A follow-up to Kevin Richardson's post 'Dying: How to ruin a perfectly acceptable framework for dealing with mortality.
Posted by: Massimo Bertola on 26 January 2018
Hi.
I paste from the original post: I just read an article briefly summarizing some research at NYU SoM. These scientists said: Your brain continues to function after death and you know when you are dead.
I have thought about this; apart from the wildly wide verbal or written culture on death, covering millennia and the whole surface of Planet Earth, there's this study by the NYU School of medicine. I'd really love to read it, because it – the question posed as it is – leaves me with a logical, conceptual and perhaps semantic doubt which is of interest for me.

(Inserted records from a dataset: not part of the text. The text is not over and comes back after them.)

//! Emitter configuration types.
//!
//! [`EmitterConfig`] groups the per-session queueing parameters and the
//! idle-session policy. All fields have sensible defaults and are validated
//! before any session is created.

use std::time::Duration;

use serde::{Deserialize, Serialize};

use crate::error::ConfigError;

/// What a send does when the session queue is full.
#[derive(Debug, Clone, Copy, Default, PartialEq, Eq, Serialize, Deserialize)]
#[serde(rename_all = "kebab-case")]
pub enum BackpressureMode {
    /// Wait for a free queue slot (bounded by the caller's deadline, if any).
    #[default]
    Block,
    /// Return [`EmitError::Backpressure`](crate::EmitError::Backpressure) immediately.
    FailFast,
}

/// Configuration for session queues and idle sweeping.
#[derive(Debug, Clone, Serialize, Deserialize)]
#[serde(default)]
pub struct EmitterConfig {
    /// Capacity of each session's outbound queue.
    pub queue_capacity: usize,

    /// Behavior when a session queue is full.
    pub backpressure: BackpressureMode,

    /// Upper bound for a single transport write (milliseconds).
    /// A write exceeding it is a fatal send failure.
    pub write_timeout_ms: u64,

    /// Sessions with no activity for this long are removed (seconds).
    /// 0 disables idle sweeping.
    pub idle_timeout_secs: u64,

    /// Interval between idle sweeps (seconds).
    pub sweep_interval_secs: u64,

    /// Capacity of the session lifecycle event channel.
    pub event_channel_capacity: usize,
}

impl EmitterConfig {
    /// Validates the configuration values.
    pub fn validate(&self) -> Result<(), ConfigError> {
        if self.queue_capacity == 0 {
            return Err(ConfigError(
                "queue_capacity must be >= 1 (mpsc::channel panics on 0)".to_string(),
            ));
        }
        if self.write_timeout_ms == 0 {
            return Err(ConfigError("write_timeout_ms must be >= 1".to_string()));
        }
        if self.idle_timeout_secs > 0 && self.sweep_interval_secs == 0 {
            return Err(ConfigError(
                "sweep_interval_secs must be >= 1 when idle sweeping is enabled".to_string(),
            ));
        }
        if self.event_channel_capacity == 0 {
            return Err(ConfigError(
                "event_channel_capacity must be >= 1 (broadcast::channel panics on 0)".to_string(),
            ));
        }
        Ok(())
    }

    #[must_use]
    pub fn write_timeout(&self) -> Duration {
        Duration::from_millis(self.write_timeout_ms)
    }

    /// Returns the idle timeout, or `None` if sweeping is disabled.
    #[must_use]
    pub fn idle_timeout(&self) -> Option<Duration> {
        (self.idle_timeout_secs > 0).then(|| Duration::from_secs(self.idle_timeout_secs))
    }

    #[must_use]
    pub fn sweep_interval(&self) -> Duration {
        Duration::from_secs(self.sweep_interval_secs)
    }
}

impl Default for EmitterConfig {
    fn default() -> Self {
        Self {
            queue_capacity: 64,
            backpressure: BackpressureMode::Block,
            write_timeout_ms: 5_000,
            idle_timeout_secs: 120,
            sweep_interval_secs: 1,
            event_channel_capacity: 100,
        }
    }
}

If the brain 'continues to work after you're dead', how does it know you're dead? The rumor is old: they say that guillotined men's head, fallen into the basket, was conscious for a few more minutes realizing its condition. Not nice. But you may die in a coma, not conscious, with machines indicating that your brain functions are flat (*), in your sleep – when your brain works but you are not conscious in the way we mean when speaking of consciousness like the daily one, the Ego one – or in a number of other circumstances when your brain is not physically damaged or destroyed: in such cases, what tells you you're dead? I also wonder how these studies were conducted: I doubt that the dead's brain, still going on working, was able to control the voluntary functions hence to answer questions posed by the scholars; what would the difference be, brain working and consciousness remaining the same, between life and death? Osho, the discussed guru of the many Rolls, said that the moment of death is like a giant orgasm of the mind; more traditional thinkers admit that an enormous amount of the substances produced by the pituitary gland is freed all together in a flash at the moment of death, causing the reported (by those who have 'clinically died and then come back', another delicate matter) state of ecstasy (of some) in the act of dying. Something different from daily conscience must take place at that moment, if one is able to think I'm dead. I really wonder about these things.
(*) (such as a computer does when you spend your days posting own a HiFi forum, for example)
Ideas?
Best
M.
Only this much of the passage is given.